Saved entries
————
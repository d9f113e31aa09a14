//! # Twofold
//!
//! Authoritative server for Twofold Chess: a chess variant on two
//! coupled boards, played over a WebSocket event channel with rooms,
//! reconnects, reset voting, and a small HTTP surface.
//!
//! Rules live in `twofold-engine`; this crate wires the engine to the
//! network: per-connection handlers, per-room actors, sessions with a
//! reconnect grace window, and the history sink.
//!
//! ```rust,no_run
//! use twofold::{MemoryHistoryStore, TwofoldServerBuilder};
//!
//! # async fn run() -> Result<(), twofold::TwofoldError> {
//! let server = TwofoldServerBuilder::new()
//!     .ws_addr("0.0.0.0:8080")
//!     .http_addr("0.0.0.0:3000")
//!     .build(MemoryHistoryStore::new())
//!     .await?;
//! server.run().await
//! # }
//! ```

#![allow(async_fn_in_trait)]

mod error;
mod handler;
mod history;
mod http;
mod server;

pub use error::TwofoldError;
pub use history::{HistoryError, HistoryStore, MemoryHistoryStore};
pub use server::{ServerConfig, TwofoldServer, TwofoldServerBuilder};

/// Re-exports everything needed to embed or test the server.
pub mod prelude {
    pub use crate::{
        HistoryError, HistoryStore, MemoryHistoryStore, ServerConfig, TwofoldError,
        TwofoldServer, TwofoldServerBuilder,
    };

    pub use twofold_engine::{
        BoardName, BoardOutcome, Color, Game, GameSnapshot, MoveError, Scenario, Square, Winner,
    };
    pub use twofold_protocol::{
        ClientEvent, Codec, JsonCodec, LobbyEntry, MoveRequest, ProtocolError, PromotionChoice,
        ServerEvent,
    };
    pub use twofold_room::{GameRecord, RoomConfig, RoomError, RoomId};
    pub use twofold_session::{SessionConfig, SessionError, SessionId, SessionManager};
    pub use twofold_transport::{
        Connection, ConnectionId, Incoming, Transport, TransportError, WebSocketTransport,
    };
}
————
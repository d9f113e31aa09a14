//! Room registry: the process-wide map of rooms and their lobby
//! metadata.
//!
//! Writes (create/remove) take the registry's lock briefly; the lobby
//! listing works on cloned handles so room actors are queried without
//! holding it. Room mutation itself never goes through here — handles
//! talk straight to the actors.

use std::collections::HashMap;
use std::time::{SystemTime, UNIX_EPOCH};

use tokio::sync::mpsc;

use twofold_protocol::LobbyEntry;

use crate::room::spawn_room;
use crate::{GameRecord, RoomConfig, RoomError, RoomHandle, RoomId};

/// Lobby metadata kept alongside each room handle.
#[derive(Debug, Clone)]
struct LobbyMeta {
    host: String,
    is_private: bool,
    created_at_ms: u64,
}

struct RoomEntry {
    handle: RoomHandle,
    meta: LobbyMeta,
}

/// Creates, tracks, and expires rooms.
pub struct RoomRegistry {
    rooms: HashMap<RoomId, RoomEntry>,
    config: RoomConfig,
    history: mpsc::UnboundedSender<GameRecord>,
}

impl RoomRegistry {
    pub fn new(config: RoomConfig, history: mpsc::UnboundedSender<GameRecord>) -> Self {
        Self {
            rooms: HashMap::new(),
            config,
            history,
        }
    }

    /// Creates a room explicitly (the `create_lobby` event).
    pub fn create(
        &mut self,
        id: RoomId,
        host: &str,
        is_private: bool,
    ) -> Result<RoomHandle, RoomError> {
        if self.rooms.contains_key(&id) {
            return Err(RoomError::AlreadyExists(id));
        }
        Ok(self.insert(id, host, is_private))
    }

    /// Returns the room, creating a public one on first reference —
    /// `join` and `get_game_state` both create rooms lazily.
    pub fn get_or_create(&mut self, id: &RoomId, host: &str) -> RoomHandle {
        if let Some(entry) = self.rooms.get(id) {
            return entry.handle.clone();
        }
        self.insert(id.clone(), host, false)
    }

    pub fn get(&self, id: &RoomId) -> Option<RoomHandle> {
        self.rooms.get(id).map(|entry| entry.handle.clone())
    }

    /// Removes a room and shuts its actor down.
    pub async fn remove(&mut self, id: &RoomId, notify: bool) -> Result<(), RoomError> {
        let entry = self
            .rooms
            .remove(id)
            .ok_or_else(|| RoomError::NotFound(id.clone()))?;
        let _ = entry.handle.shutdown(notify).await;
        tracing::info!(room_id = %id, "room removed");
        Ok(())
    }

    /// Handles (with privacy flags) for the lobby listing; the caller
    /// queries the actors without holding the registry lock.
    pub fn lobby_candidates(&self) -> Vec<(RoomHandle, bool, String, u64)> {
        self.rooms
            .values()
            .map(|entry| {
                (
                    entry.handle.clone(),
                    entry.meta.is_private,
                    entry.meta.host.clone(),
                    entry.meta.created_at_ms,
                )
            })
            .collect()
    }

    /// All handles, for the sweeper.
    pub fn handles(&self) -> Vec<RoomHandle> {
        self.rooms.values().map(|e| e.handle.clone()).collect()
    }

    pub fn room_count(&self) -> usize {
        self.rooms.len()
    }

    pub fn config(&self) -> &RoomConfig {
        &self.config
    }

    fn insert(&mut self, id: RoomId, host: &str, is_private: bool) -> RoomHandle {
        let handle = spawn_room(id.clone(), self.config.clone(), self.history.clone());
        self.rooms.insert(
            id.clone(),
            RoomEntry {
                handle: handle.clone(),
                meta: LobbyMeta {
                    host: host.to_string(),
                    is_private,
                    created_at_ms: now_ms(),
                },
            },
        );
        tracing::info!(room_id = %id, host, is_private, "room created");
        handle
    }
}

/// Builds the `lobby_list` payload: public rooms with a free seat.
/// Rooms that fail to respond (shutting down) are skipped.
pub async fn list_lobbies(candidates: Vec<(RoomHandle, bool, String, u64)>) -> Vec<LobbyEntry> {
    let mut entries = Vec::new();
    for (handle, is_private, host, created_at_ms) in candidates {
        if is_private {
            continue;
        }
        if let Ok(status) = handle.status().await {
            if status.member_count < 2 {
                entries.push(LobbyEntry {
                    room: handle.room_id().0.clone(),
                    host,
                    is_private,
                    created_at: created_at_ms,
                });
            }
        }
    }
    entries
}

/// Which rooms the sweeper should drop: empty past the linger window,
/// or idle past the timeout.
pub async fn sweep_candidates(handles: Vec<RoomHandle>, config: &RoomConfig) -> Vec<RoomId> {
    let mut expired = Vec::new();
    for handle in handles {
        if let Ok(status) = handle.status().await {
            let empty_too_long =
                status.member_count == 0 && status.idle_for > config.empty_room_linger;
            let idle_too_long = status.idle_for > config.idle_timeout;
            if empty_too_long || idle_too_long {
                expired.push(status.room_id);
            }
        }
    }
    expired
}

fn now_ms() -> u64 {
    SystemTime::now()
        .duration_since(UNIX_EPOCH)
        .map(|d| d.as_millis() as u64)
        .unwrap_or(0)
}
————
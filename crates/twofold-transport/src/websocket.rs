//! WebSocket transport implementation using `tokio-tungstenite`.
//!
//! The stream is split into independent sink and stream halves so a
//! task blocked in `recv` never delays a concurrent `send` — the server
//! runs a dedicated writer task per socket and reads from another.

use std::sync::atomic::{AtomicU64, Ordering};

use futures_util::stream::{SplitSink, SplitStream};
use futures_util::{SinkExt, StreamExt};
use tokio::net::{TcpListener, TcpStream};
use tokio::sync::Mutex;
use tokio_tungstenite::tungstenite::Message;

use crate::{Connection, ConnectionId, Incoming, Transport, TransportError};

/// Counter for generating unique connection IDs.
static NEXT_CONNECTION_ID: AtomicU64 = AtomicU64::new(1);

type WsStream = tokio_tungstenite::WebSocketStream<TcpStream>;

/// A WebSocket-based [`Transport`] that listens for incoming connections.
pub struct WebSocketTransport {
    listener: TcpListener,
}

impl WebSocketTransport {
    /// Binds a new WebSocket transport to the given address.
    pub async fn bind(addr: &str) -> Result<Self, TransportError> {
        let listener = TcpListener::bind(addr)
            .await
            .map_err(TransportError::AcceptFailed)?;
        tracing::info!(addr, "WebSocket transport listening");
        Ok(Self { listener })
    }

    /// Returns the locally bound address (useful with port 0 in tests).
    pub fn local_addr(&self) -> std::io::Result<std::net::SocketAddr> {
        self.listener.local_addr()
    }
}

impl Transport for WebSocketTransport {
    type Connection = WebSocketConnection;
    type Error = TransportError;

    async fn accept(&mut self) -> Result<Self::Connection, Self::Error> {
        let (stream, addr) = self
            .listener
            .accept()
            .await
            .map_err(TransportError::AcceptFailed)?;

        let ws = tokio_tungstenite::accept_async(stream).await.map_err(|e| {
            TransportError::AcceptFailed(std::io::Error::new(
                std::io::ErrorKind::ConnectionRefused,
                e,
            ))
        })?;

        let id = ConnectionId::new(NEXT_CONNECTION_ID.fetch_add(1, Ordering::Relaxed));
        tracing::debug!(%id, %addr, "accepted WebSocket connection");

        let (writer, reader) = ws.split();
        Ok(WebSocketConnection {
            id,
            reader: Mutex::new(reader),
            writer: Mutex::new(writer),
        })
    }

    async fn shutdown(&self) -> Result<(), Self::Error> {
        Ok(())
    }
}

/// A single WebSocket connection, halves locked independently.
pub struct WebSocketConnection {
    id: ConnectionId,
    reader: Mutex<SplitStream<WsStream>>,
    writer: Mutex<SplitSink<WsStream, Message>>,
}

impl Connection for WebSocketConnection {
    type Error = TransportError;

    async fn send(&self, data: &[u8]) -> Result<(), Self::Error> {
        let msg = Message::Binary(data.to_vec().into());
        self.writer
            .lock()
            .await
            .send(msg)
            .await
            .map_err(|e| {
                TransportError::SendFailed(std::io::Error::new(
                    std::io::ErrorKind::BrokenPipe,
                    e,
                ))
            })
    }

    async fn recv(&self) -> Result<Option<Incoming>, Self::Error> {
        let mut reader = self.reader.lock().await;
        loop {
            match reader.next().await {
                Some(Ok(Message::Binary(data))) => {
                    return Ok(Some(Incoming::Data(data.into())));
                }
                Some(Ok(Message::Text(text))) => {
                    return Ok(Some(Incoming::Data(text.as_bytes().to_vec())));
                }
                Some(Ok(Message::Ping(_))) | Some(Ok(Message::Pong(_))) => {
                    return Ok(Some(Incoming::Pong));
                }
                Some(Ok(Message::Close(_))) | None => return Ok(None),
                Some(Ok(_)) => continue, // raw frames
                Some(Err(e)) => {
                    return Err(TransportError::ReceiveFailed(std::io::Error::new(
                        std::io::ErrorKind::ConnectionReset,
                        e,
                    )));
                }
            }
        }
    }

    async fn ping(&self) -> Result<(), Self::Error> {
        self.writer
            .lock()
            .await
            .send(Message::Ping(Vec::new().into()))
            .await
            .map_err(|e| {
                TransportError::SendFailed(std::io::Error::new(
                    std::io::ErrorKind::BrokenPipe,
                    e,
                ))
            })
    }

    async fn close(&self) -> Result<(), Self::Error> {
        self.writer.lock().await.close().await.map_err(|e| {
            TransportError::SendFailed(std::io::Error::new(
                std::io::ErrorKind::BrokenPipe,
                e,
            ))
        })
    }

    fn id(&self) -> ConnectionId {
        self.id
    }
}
————
(Aim of the task) Across the records above, return every line that contains the word "RoomEntry".

(Solution)
struct RoomEntry {
    rooms: HashMap<RoomId, RoomEntry>,
            RoomEntry {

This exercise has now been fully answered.